> _Your assignment_
Identify all lines of the data containing the string "clear" and copy them.

Stored data entries
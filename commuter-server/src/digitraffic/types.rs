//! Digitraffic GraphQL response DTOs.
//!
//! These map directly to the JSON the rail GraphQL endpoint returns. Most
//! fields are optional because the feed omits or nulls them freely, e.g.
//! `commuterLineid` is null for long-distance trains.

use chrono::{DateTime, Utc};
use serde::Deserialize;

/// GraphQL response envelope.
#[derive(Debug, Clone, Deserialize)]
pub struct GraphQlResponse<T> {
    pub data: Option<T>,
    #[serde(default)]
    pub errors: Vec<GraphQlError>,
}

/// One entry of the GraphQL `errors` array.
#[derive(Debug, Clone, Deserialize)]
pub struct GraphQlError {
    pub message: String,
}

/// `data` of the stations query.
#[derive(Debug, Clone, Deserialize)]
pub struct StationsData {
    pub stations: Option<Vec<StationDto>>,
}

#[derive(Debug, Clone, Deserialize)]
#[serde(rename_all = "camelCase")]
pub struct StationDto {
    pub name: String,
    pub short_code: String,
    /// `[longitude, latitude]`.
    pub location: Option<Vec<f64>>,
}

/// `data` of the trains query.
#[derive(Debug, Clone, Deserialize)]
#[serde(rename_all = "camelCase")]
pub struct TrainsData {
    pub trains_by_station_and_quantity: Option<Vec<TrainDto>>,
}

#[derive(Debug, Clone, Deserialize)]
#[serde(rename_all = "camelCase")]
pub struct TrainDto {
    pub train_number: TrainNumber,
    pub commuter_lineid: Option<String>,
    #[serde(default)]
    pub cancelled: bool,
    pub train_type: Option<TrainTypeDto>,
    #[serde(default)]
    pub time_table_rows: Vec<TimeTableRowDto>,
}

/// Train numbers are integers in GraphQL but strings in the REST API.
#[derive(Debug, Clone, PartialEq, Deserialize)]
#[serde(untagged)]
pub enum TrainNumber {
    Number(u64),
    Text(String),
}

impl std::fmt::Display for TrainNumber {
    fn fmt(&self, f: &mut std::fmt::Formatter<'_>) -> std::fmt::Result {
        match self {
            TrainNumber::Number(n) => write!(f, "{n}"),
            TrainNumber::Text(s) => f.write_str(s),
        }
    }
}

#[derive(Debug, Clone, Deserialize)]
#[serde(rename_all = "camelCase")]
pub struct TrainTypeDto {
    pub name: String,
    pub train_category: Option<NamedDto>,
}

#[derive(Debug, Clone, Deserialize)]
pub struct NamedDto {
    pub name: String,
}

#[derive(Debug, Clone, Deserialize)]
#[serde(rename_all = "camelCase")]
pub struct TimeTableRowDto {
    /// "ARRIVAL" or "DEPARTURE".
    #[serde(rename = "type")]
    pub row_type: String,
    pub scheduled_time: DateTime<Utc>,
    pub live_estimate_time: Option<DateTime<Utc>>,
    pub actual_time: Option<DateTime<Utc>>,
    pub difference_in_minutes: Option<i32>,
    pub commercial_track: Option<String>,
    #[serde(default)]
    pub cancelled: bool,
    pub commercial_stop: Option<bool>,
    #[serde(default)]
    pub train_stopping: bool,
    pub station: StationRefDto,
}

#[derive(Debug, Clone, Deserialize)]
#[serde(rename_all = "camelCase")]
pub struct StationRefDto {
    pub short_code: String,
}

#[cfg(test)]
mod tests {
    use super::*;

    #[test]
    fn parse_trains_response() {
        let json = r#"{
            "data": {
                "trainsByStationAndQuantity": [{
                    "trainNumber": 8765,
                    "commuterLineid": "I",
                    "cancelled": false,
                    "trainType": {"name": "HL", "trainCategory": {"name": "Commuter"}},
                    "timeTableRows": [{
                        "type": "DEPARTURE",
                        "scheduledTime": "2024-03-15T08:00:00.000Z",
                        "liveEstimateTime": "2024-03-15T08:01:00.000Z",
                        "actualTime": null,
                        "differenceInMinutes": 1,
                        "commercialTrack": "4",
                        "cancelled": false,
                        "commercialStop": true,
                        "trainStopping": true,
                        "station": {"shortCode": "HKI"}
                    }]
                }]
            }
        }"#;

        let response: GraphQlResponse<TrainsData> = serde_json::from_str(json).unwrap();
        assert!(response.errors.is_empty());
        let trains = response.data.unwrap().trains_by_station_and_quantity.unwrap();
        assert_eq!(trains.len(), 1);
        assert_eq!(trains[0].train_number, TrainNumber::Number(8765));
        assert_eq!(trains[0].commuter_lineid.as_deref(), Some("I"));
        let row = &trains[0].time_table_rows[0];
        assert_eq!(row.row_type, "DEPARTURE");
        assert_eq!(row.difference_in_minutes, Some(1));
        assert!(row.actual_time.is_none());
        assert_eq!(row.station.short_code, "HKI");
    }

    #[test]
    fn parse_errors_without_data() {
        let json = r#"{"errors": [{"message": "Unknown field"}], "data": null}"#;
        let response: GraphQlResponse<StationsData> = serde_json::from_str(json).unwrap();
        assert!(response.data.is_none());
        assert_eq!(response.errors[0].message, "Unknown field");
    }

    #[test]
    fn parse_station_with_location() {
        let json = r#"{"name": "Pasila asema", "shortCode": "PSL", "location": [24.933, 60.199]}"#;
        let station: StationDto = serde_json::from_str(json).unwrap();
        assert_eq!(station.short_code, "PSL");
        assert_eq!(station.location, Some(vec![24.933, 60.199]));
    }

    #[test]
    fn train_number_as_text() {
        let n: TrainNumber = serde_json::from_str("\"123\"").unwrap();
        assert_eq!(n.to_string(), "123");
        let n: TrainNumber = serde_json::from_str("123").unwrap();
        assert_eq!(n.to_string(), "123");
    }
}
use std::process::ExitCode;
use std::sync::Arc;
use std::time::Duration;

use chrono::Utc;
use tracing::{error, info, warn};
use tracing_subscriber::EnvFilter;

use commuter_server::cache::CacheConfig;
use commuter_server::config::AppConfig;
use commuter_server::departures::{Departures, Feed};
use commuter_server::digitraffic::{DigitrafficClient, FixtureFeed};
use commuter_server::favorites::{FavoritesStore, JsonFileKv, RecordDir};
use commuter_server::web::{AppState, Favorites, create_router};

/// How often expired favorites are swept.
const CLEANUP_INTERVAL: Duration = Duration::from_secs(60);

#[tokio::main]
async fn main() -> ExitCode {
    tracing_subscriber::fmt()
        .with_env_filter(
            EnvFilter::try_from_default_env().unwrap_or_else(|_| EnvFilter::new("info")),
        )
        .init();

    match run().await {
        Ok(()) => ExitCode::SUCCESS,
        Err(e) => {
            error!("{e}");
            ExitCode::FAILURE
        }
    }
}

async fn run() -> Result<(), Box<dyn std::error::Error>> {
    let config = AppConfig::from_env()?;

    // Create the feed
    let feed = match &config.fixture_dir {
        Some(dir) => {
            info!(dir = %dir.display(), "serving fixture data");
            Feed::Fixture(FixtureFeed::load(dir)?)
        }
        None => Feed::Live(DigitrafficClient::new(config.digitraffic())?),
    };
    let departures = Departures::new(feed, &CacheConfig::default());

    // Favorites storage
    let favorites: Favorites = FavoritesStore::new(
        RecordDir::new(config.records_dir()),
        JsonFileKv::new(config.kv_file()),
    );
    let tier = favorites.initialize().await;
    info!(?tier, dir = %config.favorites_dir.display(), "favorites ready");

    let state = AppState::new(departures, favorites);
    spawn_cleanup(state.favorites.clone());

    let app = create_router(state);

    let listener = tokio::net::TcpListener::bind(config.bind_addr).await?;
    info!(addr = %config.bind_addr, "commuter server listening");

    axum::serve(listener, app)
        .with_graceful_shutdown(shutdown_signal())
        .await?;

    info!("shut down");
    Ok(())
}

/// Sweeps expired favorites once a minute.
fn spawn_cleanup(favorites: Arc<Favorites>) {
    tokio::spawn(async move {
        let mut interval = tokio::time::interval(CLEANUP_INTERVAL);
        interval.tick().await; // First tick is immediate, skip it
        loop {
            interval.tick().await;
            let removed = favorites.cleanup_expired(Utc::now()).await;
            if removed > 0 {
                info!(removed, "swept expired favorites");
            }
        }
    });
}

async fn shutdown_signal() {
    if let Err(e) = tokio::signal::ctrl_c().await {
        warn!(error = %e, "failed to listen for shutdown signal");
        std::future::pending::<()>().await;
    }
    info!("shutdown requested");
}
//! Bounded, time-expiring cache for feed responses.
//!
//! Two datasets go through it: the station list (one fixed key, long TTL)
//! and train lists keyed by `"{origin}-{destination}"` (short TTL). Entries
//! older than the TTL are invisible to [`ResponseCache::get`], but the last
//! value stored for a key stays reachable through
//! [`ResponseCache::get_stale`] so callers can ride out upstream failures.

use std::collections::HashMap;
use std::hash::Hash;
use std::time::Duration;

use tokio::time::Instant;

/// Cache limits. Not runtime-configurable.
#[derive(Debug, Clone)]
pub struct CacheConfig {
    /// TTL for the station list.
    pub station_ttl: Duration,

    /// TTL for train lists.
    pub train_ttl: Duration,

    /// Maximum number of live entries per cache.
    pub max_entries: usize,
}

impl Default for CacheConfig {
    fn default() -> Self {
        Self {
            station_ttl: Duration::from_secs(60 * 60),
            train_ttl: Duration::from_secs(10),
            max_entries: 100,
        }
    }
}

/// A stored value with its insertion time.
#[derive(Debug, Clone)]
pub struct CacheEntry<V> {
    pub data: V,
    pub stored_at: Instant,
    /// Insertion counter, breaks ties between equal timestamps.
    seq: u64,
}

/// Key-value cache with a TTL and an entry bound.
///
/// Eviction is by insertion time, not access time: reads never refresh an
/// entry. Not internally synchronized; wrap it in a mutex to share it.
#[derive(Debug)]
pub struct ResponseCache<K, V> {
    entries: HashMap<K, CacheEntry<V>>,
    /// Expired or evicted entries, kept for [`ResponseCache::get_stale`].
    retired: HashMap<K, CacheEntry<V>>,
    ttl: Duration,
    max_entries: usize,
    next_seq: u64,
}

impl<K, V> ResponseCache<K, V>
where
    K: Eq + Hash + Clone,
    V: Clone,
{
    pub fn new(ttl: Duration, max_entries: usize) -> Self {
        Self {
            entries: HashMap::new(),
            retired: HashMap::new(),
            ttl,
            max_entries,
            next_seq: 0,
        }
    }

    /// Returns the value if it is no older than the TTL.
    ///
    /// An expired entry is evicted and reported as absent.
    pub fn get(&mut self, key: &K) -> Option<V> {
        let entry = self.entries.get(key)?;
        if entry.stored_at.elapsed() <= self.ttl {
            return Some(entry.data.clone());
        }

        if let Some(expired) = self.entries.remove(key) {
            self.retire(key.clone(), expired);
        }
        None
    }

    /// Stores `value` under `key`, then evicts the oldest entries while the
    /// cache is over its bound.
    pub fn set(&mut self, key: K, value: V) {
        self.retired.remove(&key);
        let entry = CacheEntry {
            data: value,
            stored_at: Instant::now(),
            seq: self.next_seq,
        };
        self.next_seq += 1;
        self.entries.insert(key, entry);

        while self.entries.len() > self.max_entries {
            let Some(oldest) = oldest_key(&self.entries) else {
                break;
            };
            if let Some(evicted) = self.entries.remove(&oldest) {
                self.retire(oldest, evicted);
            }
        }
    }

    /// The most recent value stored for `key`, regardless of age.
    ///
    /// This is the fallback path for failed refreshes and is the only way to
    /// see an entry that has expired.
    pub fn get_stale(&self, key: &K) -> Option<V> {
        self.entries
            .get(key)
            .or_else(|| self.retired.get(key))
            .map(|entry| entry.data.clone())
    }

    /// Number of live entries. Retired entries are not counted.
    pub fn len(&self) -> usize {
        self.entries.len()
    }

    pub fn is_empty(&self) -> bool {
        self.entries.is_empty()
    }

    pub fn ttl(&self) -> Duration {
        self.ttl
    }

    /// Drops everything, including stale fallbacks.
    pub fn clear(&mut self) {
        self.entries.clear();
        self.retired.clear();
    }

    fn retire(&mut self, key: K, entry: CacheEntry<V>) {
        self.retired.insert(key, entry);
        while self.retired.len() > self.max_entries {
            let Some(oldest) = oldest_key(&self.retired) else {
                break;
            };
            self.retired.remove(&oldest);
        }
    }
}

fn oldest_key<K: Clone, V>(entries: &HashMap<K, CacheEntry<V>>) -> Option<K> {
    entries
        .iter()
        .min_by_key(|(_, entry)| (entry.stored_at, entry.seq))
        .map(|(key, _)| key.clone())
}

> _Task output_
    pub fn clear(&mut self) {
        self.entries.clear();
        self.retired.clear();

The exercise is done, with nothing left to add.